+++ DATA LISTING +++
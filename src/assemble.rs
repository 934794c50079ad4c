//! From segments to addressed, submission-ready chunks.
//!
//! Two steps, both pure:
//!
//! 1. [`split_document`] runs the configured strategy and returns [`Slab`]s.
//!    Statistics and previews work on these directly.
//! 2. [`assemble`] turns slabs into [`ManualChunk`]s: character offsets, an
//!    inherited page number, and self-describing metadata.
//!
//! ## Addressing
//!
//! | strategy | `start_char..end_char` | `page_number` |
//! |----------|------------------------|---------------|
//! | `page`, `length` | local to the owning segment | owning segment |
//! | `fixed`, `semantic`, `recursive` | in the joined full text | first segment |
//! | `delimiter` | absent (content is re-prefixed) | first segment |
//!
//! Whole-document chunks can span several segments, so their page number is
//! only an approximation: the first segment's page, whatever the chunk covers.

use serde::{Deserialize, Serialize};
use serde_json::Value;

use crate::{
    full_text, CharMap, ChunkParams, Chunker, Error, Metadata, ParsedDocument, ParsedSegment,
    Result, Slab, Strategy,
};

/// A chunk enriched with addressing, ready for the storage collaborator.
#[derive(Debug, Clone, PartialEq, Serialize, Deserialize)]
pub struct ManualChunk {
    /// Chunk text.
    pub content: String,
    /// Page number inherited from a segment.
    #[serde(default, skip_serializing_if = "Option::is_none")]
    pub page_number: Option<u32>,
    /// First character, inclusive.
    #[serde(default, skip_serializing_if = "Option::is_none")]
    pub start_char: Option<usize>,
    /// Last character, exclusive.
    #[serde(default, skip_serializing_if = "Option::is_none")]
    pub end_char: Option<usize>,
    /// Inherited segment metadata plus `chunk_index` and `chunking`.
    #[serde(default)]
    pub metadata: Metadata,
}

/// Everything the storage collaborator needs to create a document.
#[derive(Debug, Clone, PartialEq, Serialize, Deserialize)]
pub struct SubmitRequest {
    /// Original file name.
    pub filename: String,
    /// File type reported by the parser.
    pub file_type: String,
    /// Uploaded size in bytes.
    pub file_size: u64,
    /// The chunks, in order.
    pub chunks: Vec<ManualChunk>,
    /// Document-level metadata: the chunking parameters.
    pub metadata: Metadata,
}

impl SubmitRequest {
    /// Assemble a request from a parsed document and its current slabs.
    ///
    /// # Errors
    ///
    /// [`Error::EmptyChunkSet`] when there is nothing to submit.
    pub fn build(document: &ParsedDocument, slabs: &[Slab], params: &ChunkParams) -> Result<Self> {
        let chunks = assemble(&document.segments, slabs, params);
        if chunks.is_empty() {
            return Err(Error::EmptyChunkSet);
        }

        Ok(Self {
            filename: document.filename.clone(),
            file_type: document.file_type.clone(),
            file_size: document.file_size,
            chunks,
            metadata: params_metadata(params),
        })
    }
}

/// Run `params.strategy` over `segments`.
///
/// Per-segment strategies tag each slab with the position of its segment in
/// `segments`; whole-document strategies cut the [`full_text`].
#[must_use]
pub fn split_document(segments: &[ParsedSegment], params: &ChunkParams) -> Vec<Slab> {
    let slabs = match params.strategy {
        Strategy::Page => segments
            .iter()
            .enumerate()
            .map(|(i, seg)| Slab::new(&seg.content, 0, seg.content.len(), i).in_segment(i))
            .collect(),
        Strategy::Length => {
            let window = params.window();
            let mut slabs = Vec::new();
            for (i, seg) in segments.iter().enumerate() {
                for mut slab in window.chunk(&seg.content) {
                    slab.index = slabs.len();
                    slabs.push(slab.in_segment(i));
                }
            }
            slabs
        }
        Strategy::Fixed | Strategy::Delimiter | Strategy::Paragraph | Strategy::Recursive => params
            .chunker()
            .map(|chunker| chunker.chunk(&full_text(segments)))
            .unwrap_or_default(),
    };

    tracing::debug!(
        strategy = %params.strategy,
        segments = segments.len(),
        chunks = slabs.len(),
        "split document"
    );
    slabs
}

/// Address `slabs` produced by [`split_document`] with the same `params`.
///
/// Every chunk's metadata carries `chunk_index` (its position in the output)
/// and `chunking` (strategy and parameters).
#[must_use]
pub fn assemble(segments: &[ParsedSegment], slabs: &[Slab], params: &ChunkParams) -> Vec<ManualChunk> {
    let chunking = Value::Object(params_metadata(params));
    let first = segments.first();
    let empty = Metadata::new();

    let full_map = if params.strategy.is_per_segment() || params.strategy == Strategy::Delimiter {
        None
    } else {
        Some(CharMap::new(&full_text(segments)))
    };
    let mut segment_map: Option<(usize, CharMap)> = None;

    slabs
        .iter()
        .enumerate()
        .map(|(position, slab)| {
            let owner = slab.segment.and_then(|i| segments.get(i).map(|seg| (i, seg)));

            let (page_number, base_metadata, range) = match owner {
                Some((i, seg)) => {
                    if segment_map.as_ref().map_or(true, |(cached, _)| *cached != i) {
                        segment_map = Some((i, CharMap::new(&seg.content)));
                    }
                    let range = segment_map
                        .as_ref()
                        .map(|(_, map)| (map.char_of(slab.start), map.char_of(slab.end)));
                    (seg.page_number, &seg.metadata, range)
                }
                None => {
                    let range = full_map
                        .as_ref()
                        .map(|map| (map.char_of(slab.start), map.char_of(slab.end)));
                    (
                        first.and_then(|seg| seg.page_number),
                        first.map_or(&empty, |seg| &seg.metadata),
                        range,
                    )
                }
            };

            let mut metadata = base_metadata.clone();
            metadata.insert("chunk_index".to_string(), position.into());
            metadata.insert("chunking".to_string(), chunking.clone());

            ManualChunk {
                content: slab.text.clone(),
                page_number,
                start_char: range.map(|(start, _)| start),
                end_char: range.map(|(_, end)| end),
                metadata,
            }
        })
        .collect()
}

/// The active strategy and its parameters, as persisted metadata.
#[must_use]
pub fn params_metadata(params: &ChunkParams) -> Metadata {
    let mut metadata = Metadata::new();
    metadata.insert("strategy".to_string(), params.strategy.as_str().into());
    metadata.insert("chunkSize".to_string(), params.chunk_size.into());
    metadata.insert("chunkOverlap".to_string(), params.chunk_overlap.into());
    metadata.insert("delimiter".to_string(), params.delimiter.clone().into());
    metadata
}

#[cfg(test)]
mod tests {
    use super::*;

    fn pages() -> Vec<ParsedSegment> {
        vec![
            ParsedSegment::new(0, "Page one text.")
                .with_page(1)
                .with_metadata("source", "a.pdf"),
            ParsedSegment::new(1, "").with_page(2),
            ParsedSegment::new(2, "Page three.").with_page(3),
        ]
    }

    #[test]
    fn test_page_mode_one_chunk_per_segment() {
        let segments = pages();
        let params = ChunkParams::new(Strategy::Page);
        let slabs = split_document(&segments, &params);
        let chunks = assemble(&segments, &slabs, &params);

        assert_eq!(chunks.len(), 3);
        assert_eq!(chunks[1].content, "");
        assert_eq!(chunks[2].page_number, Some(3));
        assert_eq!(chunks[2].start_char, Some(0));
        assert_eq!(chunks[2].end_char, Some(11));
        assert_eq!(chunks[0].metadata["source"], "a.pdf");
        assert_eq!(chunks[2].metadata["chunk_index"], 2);
    }

    #[test]
    fn test_length_mode_offsets_are_segment_local() {
        let segments = pages();
        let params = ChunkParams::new(Strategy::Length).with_size(8).with_overlap(2);
        let slabs = split_document(&segments, &params);
        let chunks = assemble(&segments, &slabs, &params);

        // "Page one text." (14) -> [0,8) [6,14); empty page skipped; "Page three." (11) -> [0,8) [6,11)
        let spans: Vec<_> = chunks
            .iter()
            .map(|c| (c.page_number, c.start_char, c.end_char))
            .collect();
        assert_eq!(
            spans,
            vec![
                (Some(1), Some(0), Some(8)),
                (Some(1), Some(6), Some(14)),
                (Some(3), Some(0), Some(8)),
                (Some(3), Some(6), Some(11)),
            ]
        );
        let indices: Vec<_> = chunks.iter().map(|c| c.metadata["chunk_index"].clone()).collect();
        assert_eq!(indices, vec![0, 1, 2, 3]);
    }

    #[test]
    fn test_whole_document_uses_first_page() {
        let segments = pages();
        let params = ChunkParams::new(Strategy::Fixed).with_size(10).with_overlap(0);
        let slabs = split_document(&segments, &params);
        let chunks = assemble(&segments, &slabs, &params);

        assert!(chunks.iter().all(|c| c.page_number == Some(1)));
        assert_eq!(chunks[1].start_char, Some(10));
        assert_eq!(chunks[0].metadata["chunking"]["strategy"], "fixed");
        assert_eq!(chunks[0].metadata["chunking"]["chunkSize"], 10);
    }

    #[test]
    fn test_full_text_offsets_count_characters() {
        let segments = vec![ParsedSegment::new(0, "日本語\n\nテキスト")];
        let params = ChunkParams::new(Strategy::Paragraph);
        let slabs = split_document(&segments, &params);
        let chunks = assemble(&segments, &slabs, &params);

        assert_eq!(chunks[1].content, "テキスト");
        assert_eq!(chunks[1].start_char, Some(5));
        assert_eq!(chunks[1].end_char, Some(9));
    }

    #[test]
    fn test_delimiter_chunks_have_no_offsets() {
        let segments = vec![ParsedSegment::new(0, "## A\nx\n## B\ny").with_page(4)];
        let params = ChunkParams::new(Strategy::Delimiter);
        let slabs = split_document(&segments, &params);
        let chunks = assemble(&segments, &slabs, &params);

        assert_eq!(chunks.len(), 2);
        assert!(chunks.iter().all(|c| c.start_char.is_none() && c.end_char.is_none()));
        assert!(chunks.iter().all(|c| c.page_number == Some(4)));
    }

    #[test]
    fn test_no_segments() {
        for strategy in Strategy::ALL {
            let params = ChunkParams::new(strategy);
            assert!(split_document(&[], &params).is_empty(), "{strategy}");
        }
    }

    #[test]
    fn test_submit_request_rejects_empty() {
        let document = ParsedDocument {
            filename: "empty.txt".into(),
            file_type: "txt".into(),
            file_size: 0,
            segments: vec![ParsedSegment::new(0, "")],
        };
        let params = ChunkParams::default();
        let slabs = split_document(&document.segments, &params);
        assert!(matches!(
            SubmitRequest::build(&document, &slabs, &params),
            Err(Error::EmptyChunkSet)
        ));
    }

    #[test]
    fn test_submit_request_serializes_snake_case() {
        let document = ParsedDocument {
            filename: "a.md".into(),
            file_type: "md".into(),
            file_size: 12,
            segments: vec![ParsedSegment::new(0, "hello world")],
        };
        let params = ChunkParams::default();
        let slabs = split_document(&document.segments, &params);
        let request = SubmitRequest::build(&document, &slabs, &params).unwrap();
        let json = serde_json::to_value(&request).unwrap();

        assert_eq!(json["file_type"], "md");
        assert_eq!(json["chunks"][0]["start_char"], 0);
        assert_eq!(json["chunks"][0]["end_char"], 11);
        assert!(json["chunks"][0].get("page_number").is_none());
        assert_eq!(json["metadata"]["strategy"], "fixed");
    }
}
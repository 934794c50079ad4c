//! Delimiter-based chunking.
//!
//! Splits text on every literal occurrence of a marker string, typically a
//! Markdown heading prefix such as `"## "`. Each chunk after the first keeps
//! the delimiter as a prefix, so a reader can tell which marker opened it:
//!
//! ```text
//! delimiter = "## "
//!
//! Document: "Intro\n## A\ntext1\n## B\ntext2"
//!
//! Chunk 0: "Intro"            <- text before the first marker, verbatim
//! Chunk 1: "## A\ntext1"      <- re-prefixed, surrounding whitespace trimmed
//! Chunk 2: "## B\ntext2"
//! ```
//!
//! Parts that are empty after trimming are dropped. An empty delimiter does
//! not split at all: non-empty text comes back as a single chunk, so no
//! content is silently lost.
//!
//! ## Offsets
//!
//! Chunk text is trimmed and re-prefixed, so it is not always a verbatim
//! slice. A slab's span covers the region it was drawn from: the delimiter
//! occurrence (for prefixed chunks) through the end of the trimmed body.

use crate::{Chunker, Slab};

/// Literal delimiter splitter.
///
/// ## Example
///
/// ```rust
/// use docslab::{Chunker, DelimiterChunker};
///
/// let chunker = DelimiterChunker::new("## ");
/// let slabs = chunker.chunk("## A\ntext1\n## B\ntext2");
///
/// assert_eq!(slabs.len(), 2);
/// assert_eq!(slabs[0].text, "## A\ntext1");
/// assert_eq!(slabs[1].text, "## B\ntext2");
/// ```
#[derive(Debug, Clone, PartialEq, Eq)]
pub struct DelimiterChunker {
    delimiter: String,
}

impl DelimiterChunker {
    /// Create a chunker splitting on `delimiter`.
    #[must_use]
    pub fn new(delimiter: impl Into<String>) -> Self {
        Self {
            delimiter: delimiter.into(),
        }
    }

    /// Split on Markdown level-2 headings.
    #[must_use]
    pub fn markdown_sections() -> Self {
        Self::new("## ")
    }

    /// The delimiter.
    #[must_use]
    pub fn delimiter(&self) -> &str {
        &self.delimiter
    }
}

impl Chunker for DelimiterChunker {
    fn chunk(&self, text: &str) -> Vec<Slab> {
        if text.is_empty() {
            return vec![];
        }

        let delimiter = self.delimiter.as_str();
        if delimiter.is_empty() {
            return vec![Slab::new(text, 0, text.len(), 0)];
        }

        let leading = text.starts_with(delimiter);
        let mut slabs = Vec::new();
        let mut part_start = 0;

        for (i, part) in text.split(delimiter).enumerate() {
            let this_start = part_start;
            part_start += part.len() + delimiter.len();

            let body = part.trim();
            if body.is_empty() {
                continue;
            }

            let body_start = this_start + (part.len() - part.trim_start().len());
            let body_end = body_start + body.len();
            let index = slabs.len();

            if i == 0 && !leading {
                slabs.push(Slab::new(body, body_start, body_end, index));
            } else {
                let start = this_start.saturating_sub(delimiter.len());
                slabs.push(Slab::new(format!("{delimiter}{body}"), start, body_end, index));
            }
        }

        slabs
    }

    fn estimate_chunks(&self, text_len: usize) -> usize {
        (text_len / 1000).max(1)
    }
}
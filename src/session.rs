//! Interactive preview session.
//!
//! Drives the loop an advanced-upload screen needs: parse a file, try
//! strategies and parameters while watching chunk statistics, inspect single
//! chunks, then submit.
//!
//! ```text
//!             begin_parse                 finish_parse(Ok)
//!   Idle ──────────────────▶ Parsing ─────────────────────▶ Previewing ◀──┐
//!    ▲                          │                              │   ▲      │ set_params
//!    │ retry                    │ finish_parse(Err)            │   │      │ (recompute)
//!    └──────── Failed ◀─────────┘                begin_submit  │   │ finish_submit(Err)
//!                                                              ▼   │
//!                                       Submitted ◀──────── Submitting
//!                                                finish_submit(Ok)
//! ```
//!
//! ## Stale Completions
//!
//! Parsing and submission are asynchronous and may outlive the request that
//! started them: the user picks another file, or resets the session. Every
//! `begin_*` call therefore bumps a monotonically increasing generation and
//! hands out a [`Ticket`] stamped with it. A `finish_*` call whose ticket is
//! not from the current generation changes nothing and reports
//! [`Completion::Stale`].
//!
//! Tickets also observe cancellation. [`Ticket::run`] races a collaborator
//! future against the generation moving on and returns `None` if it lost, so
//! the caller can drop the in-flight request early.
//!
//! ## Sharing a Session
//!
//! The two-phase API does not hold the session across an `.await`, so a
//! session behind a mutex stays responsive while a request is in flight:
//!
//! ```rust
//! # use std::sync::{Arc, Mutex};
//! # use docslab::{DocumentParser, ParseError, ParsedDocument, ParsedSegment, PreviewSession, SourceFile};
//! # struct Echo;
//! # #[async_trait::async_trait]
//! # impl DocumentParser for Echo {
//! #     async fn parse(&self, file: &SourceFile) -> Result<ParsedDocument, ParseError> {
//! #         Ok(ParsedDocument {
//! #             filename: file.filename.clone(),
//! #             file_type: "txt".into(),
//! #             file_size: file.data.len() as u64,
//! #             segments: vec![ParsedSegment::new(0, String::from_utf8_lossy(&file.data))],
//! #         })
//! #     }
//! # }
//! # tokio::runtime::Runtime::new().unwrap().block_on(async {
//! let session = Arc::new(Mutex::new(PreviewSession::new()));
//! let file = SourceFile::new("notes.txt", b"hello".to_vec());
//!
//! let mut ticket = session.lock().unwrap().begin_parse(&file.filename).unwrap();
//! if let Some(result) = ticket.run(Echo.parse(&file)).await {
//!     session.lock().unwrap().finish_parse(ticket, result);
//! }
//! assert_eq!(session.lock().unwrap().stats().total_chunks, 1);
//! # });
//! ```

use std::future::Future;

use async_trait::async_trait;
use tokio::sync::watch;

use crate::{
    split_document, ChunkParams, ChunkStats, Error, ParamLimits, ParseError, ParsedDocument,
    Result, Slab, Strategy, SubmitError, SubmitRequest,
};

/// Identifier the storage collaborator assigns to a created document.
pub type DocumentId = String;

/// An uploaded file handed to the parser.
#[derive(Debug, Clone, PartialEq, Eq)]
pub struct SourceFile {
    /// File name, including extension.
    pub filename: String,
    /// Raw bytes.
    pub data: Vec<u8>,
}

impl SourceFile {
    /// Create a source file.
    pub fn new(filename: impl Into<String>, data: Vec<u8>) -> Self {
        Self {
            filename: filename.into(),
            data,
        }
    }
}

/// Turns uploads into segments.
#[async_trait]
pub trait DocumentParser: Send + Sync {
    /// Parse one file. Fails with a human-readable message.
    async fn parse(&self, file: &SourceFile) -> std::result::Result<ParsedDocument, ParseError>;
}

/// Stores assembled chunks as a new document.
///
/// Implementations must be all-or-nothing: on error, no chunk was stored.
#[async_trait]
pub trait ChunkStore: Send + Sync {
    /// Create a document from the request.
    async fn submit(&self, request: &SubmitRequest) -> std::result::Result<DocumentId, SubmitError>;
}

/// Where a session is in its lifecycle.
#[derive(Debug, Clone, PartialEq, Eq)]
pub enum SessionState {
    /// No file chosen.
    Idle,
    /// Waiting for the parser.
    Parsing,
    /// Segments loaded; chunks follow the parameters.
    Previewing,
    /// Waiting for the storage collaborator.
    Submitting,
    /// Stored. Terminal until [`PreviewSession::reset`].
    Submitted(DocumentId),
    /// Parsing failed. [`PreviewSession::retry`] returns to `Idle`.
    Failed(String),
}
+++
Look through the records for the word "ManualChunk". Every line that has it should be copied.

//! 2. [`assemble`] turns slabs into [`ManualChunk`]s: character offsets, an
pub struct ManualChunk {
    pub chunks: Vec<ManualChunk>,
pub fn assemble(segments: &[ParsedSegment], slabs: &[Slab], params: &ChunkParams) -> Vec<ManualChunk> {
            ManualChunk {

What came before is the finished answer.